Report each line of the data that contains the string "from".
--- START ---
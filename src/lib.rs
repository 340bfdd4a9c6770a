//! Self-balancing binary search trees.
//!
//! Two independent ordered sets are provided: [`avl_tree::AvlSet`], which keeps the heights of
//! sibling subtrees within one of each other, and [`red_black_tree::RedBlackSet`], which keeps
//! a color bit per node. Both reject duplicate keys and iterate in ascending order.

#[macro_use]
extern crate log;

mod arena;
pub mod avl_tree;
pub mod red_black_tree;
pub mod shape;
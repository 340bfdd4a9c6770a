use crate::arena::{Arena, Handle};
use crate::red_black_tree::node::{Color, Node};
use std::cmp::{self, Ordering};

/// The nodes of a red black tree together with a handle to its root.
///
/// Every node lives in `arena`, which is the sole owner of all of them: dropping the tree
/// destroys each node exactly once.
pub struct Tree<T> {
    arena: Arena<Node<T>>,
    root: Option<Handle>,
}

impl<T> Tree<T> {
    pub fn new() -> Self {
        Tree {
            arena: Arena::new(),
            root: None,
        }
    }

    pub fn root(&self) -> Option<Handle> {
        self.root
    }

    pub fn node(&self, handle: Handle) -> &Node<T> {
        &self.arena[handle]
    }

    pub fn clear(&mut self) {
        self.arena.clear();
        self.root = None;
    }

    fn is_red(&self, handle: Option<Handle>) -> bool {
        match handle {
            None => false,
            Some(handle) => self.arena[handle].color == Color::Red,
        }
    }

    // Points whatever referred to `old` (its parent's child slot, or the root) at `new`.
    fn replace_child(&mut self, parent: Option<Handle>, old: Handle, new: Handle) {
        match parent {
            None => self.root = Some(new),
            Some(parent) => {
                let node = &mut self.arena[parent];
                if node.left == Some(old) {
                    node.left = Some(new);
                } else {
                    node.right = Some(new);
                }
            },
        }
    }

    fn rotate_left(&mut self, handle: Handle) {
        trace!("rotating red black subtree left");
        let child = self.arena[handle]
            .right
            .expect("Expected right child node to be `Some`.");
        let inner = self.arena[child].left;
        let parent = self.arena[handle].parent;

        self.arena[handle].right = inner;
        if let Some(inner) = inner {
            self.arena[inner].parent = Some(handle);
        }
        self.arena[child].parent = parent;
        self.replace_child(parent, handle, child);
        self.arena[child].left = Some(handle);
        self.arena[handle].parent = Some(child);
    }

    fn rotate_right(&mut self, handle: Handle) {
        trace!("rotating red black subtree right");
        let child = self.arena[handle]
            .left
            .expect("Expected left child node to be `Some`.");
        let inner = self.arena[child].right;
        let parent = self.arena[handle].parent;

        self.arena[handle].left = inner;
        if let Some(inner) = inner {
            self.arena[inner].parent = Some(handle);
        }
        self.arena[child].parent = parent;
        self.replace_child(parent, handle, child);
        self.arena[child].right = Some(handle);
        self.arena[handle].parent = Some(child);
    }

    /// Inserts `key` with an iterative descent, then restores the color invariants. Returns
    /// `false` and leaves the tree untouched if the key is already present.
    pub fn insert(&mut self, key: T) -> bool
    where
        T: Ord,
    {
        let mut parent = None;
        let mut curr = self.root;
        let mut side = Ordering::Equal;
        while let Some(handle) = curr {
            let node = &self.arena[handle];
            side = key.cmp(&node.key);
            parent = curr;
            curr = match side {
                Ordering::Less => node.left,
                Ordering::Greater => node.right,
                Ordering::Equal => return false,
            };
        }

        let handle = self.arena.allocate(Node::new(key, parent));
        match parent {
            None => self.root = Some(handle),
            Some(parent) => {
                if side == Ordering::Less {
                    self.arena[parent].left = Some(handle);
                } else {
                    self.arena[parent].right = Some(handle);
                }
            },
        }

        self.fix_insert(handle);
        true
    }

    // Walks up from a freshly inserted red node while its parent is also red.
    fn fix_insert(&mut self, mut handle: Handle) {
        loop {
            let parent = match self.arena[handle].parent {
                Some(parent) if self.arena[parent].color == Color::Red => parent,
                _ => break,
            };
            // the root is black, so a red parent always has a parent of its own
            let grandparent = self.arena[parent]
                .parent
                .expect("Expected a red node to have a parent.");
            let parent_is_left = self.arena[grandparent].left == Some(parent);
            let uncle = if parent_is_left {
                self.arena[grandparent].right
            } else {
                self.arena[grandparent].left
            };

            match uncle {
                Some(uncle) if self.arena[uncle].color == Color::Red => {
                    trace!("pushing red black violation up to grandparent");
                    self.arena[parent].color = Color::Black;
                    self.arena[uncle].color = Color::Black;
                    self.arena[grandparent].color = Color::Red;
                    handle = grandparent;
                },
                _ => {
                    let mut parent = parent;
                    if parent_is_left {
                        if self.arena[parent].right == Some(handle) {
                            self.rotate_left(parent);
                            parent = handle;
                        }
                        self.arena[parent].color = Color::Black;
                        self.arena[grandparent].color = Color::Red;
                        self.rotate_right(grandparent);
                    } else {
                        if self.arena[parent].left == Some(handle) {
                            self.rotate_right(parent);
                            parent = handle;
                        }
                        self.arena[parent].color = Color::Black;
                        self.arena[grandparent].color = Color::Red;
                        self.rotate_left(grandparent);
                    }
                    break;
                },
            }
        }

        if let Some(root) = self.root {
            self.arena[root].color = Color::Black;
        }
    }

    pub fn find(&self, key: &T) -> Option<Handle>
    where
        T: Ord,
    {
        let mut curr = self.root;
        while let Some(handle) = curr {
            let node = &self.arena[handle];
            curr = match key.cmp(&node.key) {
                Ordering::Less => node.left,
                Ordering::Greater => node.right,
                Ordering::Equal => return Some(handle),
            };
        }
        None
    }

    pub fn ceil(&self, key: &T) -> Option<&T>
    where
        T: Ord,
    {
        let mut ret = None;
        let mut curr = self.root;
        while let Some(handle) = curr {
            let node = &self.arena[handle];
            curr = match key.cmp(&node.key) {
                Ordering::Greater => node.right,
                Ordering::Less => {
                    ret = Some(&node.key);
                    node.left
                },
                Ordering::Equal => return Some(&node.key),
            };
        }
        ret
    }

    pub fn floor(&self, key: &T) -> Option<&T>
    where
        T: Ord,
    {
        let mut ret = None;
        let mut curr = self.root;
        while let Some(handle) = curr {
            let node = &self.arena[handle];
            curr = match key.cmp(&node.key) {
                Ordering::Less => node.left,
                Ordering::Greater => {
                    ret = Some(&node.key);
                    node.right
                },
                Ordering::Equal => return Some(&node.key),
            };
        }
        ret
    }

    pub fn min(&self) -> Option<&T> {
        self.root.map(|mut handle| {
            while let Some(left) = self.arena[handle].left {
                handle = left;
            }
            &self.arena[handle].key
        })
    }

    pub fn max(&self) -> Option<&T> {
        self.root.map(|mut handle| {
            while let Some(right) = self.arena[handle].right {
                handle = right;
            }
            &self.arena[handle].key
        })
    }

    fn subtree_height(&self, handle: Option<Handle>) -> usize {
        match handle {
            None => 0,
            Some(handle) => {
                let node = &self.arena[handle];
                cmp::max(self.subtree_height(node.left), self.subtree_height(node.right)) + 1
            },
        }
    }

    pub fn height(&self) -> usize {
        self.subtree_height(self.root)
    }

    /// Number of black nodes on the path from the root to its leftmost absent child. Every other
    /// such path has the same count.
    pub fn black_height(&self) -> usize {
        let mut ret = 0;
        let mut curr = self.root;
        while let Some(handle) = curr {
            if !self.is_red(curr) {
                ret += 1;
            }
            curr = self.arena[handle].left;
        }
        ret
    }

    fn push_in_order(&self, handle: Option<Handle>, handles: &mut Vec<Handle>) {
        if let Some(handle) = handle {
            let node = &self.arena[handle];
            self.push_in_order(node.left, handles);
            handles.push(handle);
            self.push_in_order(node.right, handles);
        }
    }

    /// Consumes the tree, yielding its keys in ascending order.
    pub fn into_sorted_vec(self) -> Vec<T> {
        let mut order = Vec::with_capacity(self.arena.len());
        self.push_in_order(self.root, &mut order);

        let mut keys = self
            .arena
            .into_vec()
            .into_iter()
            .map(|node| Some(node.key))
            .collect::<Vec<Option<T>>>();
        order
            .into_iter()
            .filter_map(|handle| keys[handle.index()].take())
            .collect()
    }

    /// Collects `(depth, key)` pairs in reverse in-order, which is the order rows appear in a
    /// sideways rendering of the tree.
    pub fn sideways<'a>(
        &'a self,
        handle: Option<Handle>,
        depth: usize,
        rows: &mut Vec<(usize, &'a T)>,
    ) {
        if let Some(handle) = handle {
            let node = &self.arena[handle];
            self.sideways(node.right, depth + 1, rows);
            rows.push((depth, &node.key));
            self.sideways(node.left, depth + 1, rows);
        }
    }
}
--- END ---
#### [Answer to the problem]
    // Walks up from a freshly inserted red node while its parent is also red.
    /// Number of black nodes on the path from the root to its leftmost absent child. Every other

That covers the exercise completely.